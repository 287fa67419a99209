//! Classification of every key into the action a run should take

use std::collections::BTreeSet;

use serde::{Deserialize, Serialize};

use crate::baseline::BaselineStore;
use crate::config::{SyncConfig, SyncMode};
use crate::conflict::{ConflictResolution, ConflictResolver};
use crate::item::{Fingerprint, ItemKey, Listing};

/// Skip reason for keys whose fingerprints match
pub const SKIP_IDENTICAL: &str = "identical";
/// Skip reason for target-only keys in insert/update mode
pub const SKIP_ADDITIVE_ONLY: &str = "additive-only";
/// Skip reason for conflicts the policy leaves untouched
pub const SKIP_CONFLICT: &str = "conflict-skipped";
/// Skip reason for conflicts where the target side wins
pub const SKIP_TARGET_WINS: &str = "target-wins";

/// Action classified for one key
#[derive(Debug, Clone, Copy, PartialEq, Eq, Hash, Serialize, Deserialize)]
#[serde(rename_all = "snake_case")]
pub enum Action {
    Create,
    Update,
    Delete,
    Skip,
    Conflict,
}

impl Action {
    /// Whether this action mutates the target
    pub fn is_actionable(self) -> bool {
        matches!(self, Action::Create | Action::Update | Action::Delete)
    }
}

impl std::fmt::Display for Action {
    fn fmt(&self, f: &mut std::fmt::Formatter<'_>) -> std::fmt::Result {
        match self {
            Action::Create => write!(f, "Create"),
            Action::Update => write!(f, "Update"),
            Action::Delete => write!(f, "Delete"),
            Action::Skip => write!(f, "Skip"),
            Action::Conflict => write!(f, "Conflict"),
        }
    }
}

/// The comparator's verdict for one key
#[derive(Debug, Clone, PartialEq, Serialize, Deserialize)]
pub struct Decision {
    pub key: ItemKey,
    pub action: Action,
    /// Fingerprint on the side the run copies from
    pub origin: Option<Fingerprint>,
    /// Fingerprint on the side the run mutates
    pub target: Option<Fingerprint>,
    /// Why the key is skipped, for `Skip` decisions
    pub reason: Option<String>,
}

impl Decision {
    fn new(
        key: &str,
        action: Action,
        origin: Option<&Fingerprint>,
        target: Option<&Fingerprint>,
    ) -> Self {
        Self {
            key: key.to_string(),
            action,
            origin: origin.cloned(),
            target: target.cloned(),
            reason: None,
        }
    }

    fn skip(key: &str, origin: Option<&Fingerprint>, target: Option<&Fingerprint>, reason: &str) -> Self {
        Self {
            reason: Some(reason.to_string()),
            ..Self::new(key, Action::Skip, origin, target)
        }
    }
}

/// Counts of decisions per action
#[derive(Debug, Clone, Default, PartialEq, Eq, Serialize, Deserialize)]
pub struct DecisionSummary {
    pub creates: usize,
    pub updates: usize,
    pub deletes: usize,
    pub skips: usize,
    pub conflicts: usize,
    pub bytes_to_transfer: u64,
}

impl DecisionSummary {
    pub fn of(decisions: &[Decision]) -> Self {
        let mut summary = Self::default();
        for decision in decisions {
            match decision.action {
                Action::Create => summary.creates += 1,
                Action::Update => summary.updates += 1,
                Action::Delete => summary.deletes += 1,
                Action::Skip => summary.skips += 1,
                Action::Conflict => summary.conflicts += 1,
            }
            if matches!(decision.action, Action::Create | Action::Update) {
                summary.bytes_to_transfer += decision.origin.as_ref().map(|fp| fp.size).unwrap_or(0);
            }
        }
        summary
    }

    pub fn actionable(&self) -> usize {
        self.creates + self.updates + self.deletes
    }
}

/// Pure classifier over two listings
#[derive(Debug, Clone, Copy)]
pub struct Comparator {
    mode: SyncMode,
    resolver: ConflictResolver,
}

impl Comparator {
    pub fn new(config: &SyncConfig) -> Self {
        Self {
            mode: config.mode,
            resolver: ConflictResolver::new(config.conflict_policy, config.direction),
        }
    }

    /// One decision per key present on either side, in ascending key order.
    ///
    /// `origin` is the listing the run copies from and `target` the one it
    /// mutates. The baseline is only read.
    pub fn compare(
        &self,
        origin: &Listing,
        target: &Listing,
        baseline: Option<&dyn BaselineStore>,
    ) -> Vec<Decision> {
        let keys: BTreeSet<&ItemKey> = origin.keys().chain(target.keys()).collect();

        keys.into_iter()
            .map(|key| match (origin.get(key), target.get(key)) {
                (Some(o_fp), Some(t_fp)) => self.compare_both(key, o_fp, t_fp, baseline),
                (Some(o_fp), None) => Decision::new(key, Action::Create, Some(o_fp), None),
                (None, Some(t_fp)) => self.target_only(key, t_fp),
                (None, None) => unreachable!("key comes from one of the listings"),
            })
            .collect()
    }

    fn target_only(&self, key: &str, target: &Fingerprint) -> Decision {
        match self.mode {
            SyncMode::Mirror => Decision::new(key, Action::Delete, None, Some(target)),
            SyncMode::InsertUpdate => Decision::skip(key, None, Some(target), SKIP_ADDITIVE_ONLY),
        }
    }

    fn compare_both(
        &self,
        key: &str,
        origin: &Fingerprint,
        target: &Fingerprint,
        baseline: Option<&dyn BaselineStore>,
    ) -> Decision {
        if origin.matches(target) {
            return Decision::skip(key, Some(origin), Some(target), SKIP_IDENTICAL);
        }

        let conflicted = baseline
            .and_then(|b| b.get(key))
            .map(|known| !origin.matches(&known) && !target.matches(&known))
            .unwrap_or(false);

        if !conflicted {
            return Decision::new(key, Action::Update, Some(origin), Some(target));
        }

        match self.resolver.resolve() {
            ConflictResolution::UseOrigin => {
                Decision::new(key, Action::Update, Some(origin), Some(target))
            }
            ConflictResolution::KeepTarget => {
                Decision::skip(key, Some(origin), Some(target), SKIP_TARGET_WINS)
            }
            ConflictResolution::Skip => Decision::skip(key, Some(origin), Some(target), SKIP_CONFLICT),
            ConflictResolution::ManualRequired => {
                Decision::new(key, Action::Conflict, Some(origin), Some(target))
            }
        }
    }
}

──────────

All of the material needs to be reproduced exactly as it reads.

▶ [Response to the exercise]:
repository 287fa67419a99209
//! Classification of every key into the action a run should take

use std::collections::BTreeSet;

use serde::{Deserialize, Serialize};

use crate::baseline::BaselineStore;
use crate::config::{SyncConfig, SyncMode};
use crate::conflict::{ConflictResolution, ConflictResolver};
use crate::item::{Fingerprint, ItemKey, Listing};

/// Skip reason for keys whose fingerprints match
pub const SKIP_IDENTICAL: &str = "identical";
/// Skip reason for target-only keys in insert/update mode
pub const SKIP_ADDITIVE_ONLY: &str = "additive-only";
/// Skip reason for conflicts the policy leaves untouched
pub const SKIP_CONFLICT: &str = "conflict-skipped";
/// Skip reason for conflicts where the target side wins
pub const SKIP_TARGET_WINS: &str = "target-wins";

/// Action classified for one key
#[derive(Debug, Clone, Copy, PartialEq, Eq, Hash, Serialize, Deserialize)]
#[serde(rename_all = "snake_case")]
pub enum Action {
    Create,
    Update,
    Delete,
    Skip,
    Conflict,
}

impl Action {
    /// Whether this action mutates the target
    pub fn is_actionable(self) -> bool {
        matches!(self, Action::Create | Action::Update | Action::Delete)
    }
}

impl std::fmt::Display for Action {
    fn fmt(&self, f: &mut std::fmt::Formatter<'_>) -> std::fmt::Result {
        match self {
            Action::Create => write!(f, "Create"),
            Action::Update => write!(f, "Update"),
            Action::Delete => write!(f, "Delete"),
            Action::Skip => write!(f, "Skip"),
            Action::Conflict => write!(f, "Conflict"),
        }
    }
}

/// The comparator's verdict for one key
#[derive(Debug, Clone, PartialEq, Serialize, Deserialize)]
pub struct Decision {
    pub key: ItemKey,
    pub action: Action,
    /// Fingerprint on the side the run copies from
    pub origin: Option<Fingerprint>,
    /// Fingerprint on the side the run mutates
    pub target: Option<Fingerprint>,
    /// Why the key is skipped, for `Skip` decisions
    pub reason: Option<String>,
}

impl Decision {
    fn new(
        key: &str,
        action: Action,
        origin: Option<&Fingerprint>,
        target: Option<&Fingerprint>,
    ) -> Self {
        Self {
            key: key.to_string(),
            action,
            origin: origin.cloned(),
            target: target.cloned(),
            reason: None,
        }
    }

    fn skip(key: &str, origin: Option<&Fingerprint>, target: Option<&Fingerprint>, reason: &str) -> Self {
        Self {
            reason: Some(reason.to_string()),
            ..Self::new(key, Action::Skip, origin, target)
        }
    }
}

/// Counts of decisions per action
#[derive(Debug, Clone, Default, PartialEq, Eq, Serialize, Deserialize)]
pub struct DecisionSummary {
    pub creates: usize,
    pub updates: usize,
    pub deletes: usize,
    pub skips: usize,
    pub conflicts: usize,
    pub bytes_to_transfer: u64,
}

impl DecisionSummary {
    pub fn of(decisions: &[Decision]) -> Self {
        let mut summary = Self::default();
        for decision in decisions {
            match decision.action {
                Action::Create => summary.creates += 1,
                Action::Update => summary.updates += 1,
                Action::Delete => summary.deletes += 1,
                Action::Skip => summary.skips += 1,
                Action::Conflict => summary.conflicts += 1,
            }
            if matches!(decision.action, Action::Create | Action::Update) {
                summary.bytes_to_transfer += decision.origin.as_ref().map(|fp| fp.size).unwrap_or(0);
            }
        }
        summary
    }

    pub fn actionable(&self) -> usize {
        self.creates + self.updates + self.deletes
    }
}

/// Pure classifier over two listings
#[derive(Debug, Clone, Copy)]
pub struct Comparator {
    mode: SyncMode,
    resolver: ConflictResolver,
}

impl Comparator {
    pub fn new(config: &SyncConfig) -> Self {
        Self {
            mode: config.mode,
            resolver: ConflictResolver::new(config.conflict_policy, config.direction),
        }
    }

    /// One decision per key present on either side, in ascending key order.
    ///
    /// `origin` is the listing the run copies from and `target` the one it
    /// mutates. The baseline is only read.
    pub fn compare(
        &self,
        origin: &Listing,
        target: &Listing,
        baseline: Option<&dyn BaselineStore>,
    ) -> Vec<Decision> {
        let keys: BTreeSet<&ItemKey> = origin.keys().chain(target.keys()).collect();

        keys.into_iter()
            .map(|key| match (origin.get(key), target.get(key)) {
                (Some(o_fp), Some(t_fp)) => self.compare_both(key, o_fp, t_fp, baseline),
                (Some(o_fp), None) => Decision::new(key, Action::Create, Some(o_fp), None),
                (None, Some(t_fp)) => self.target_only(key, t_fp),
                (None, None) => unreachable!("key comes from one of the listings"),
            })
            .collect()
    }

    fn target_only(&self, key: &str, target: &Fingerprint) -> Decision {
        match self.mode {
            SyncMode::Mirror => Decision::new(key, Action::Delete, None, Some(target)),
            SyncMode::InsertUpdate => Decision::skip(key, None, Some(target), SKIP_ADDITIVE_ONLY),
        }
    }

    fn compare_both(
        &self,
        key: &str,
        origin: &Fingerprint,
        target: &Fingerprint,
        baseline: Option<&dyn BaselineStore>,
    ) -> Decision {
        if origin.matches(target) {
            return Decision::skip(key, Some(origin), Some(target), SKIP_IDENTICAL);
        }

        let conflicted = baseline
            .and_then(|b| b.get(key))
            .map(|known| !origin.matches(&known) && !target.matches(&known))
            .unwrap_or(false);

        if !conflicted {
            return Decision::new(key, Action::Update, Some(origin), Some(target));
        }

        match self.resolver.resolve() {
            ConflictResolution::UseOrigin => {
                Decision::new(key, Action::Update, Some(origin), Some(target))
            }
            ConflictResolution::KeepTarget => {
                Decision::skip(key, Some(origin), Some(target), SKIP_TARGET_WINS)
            }
            ConflictResolution::Skip => Decision::skip(key, Some(origin), Some(target), SKIP_CONFLICT),
            ConflictResolution::ManualRequired => {
                Decision::new(key, Action::Conflict, Some(origin), Some(target))
            }
        }
    }
}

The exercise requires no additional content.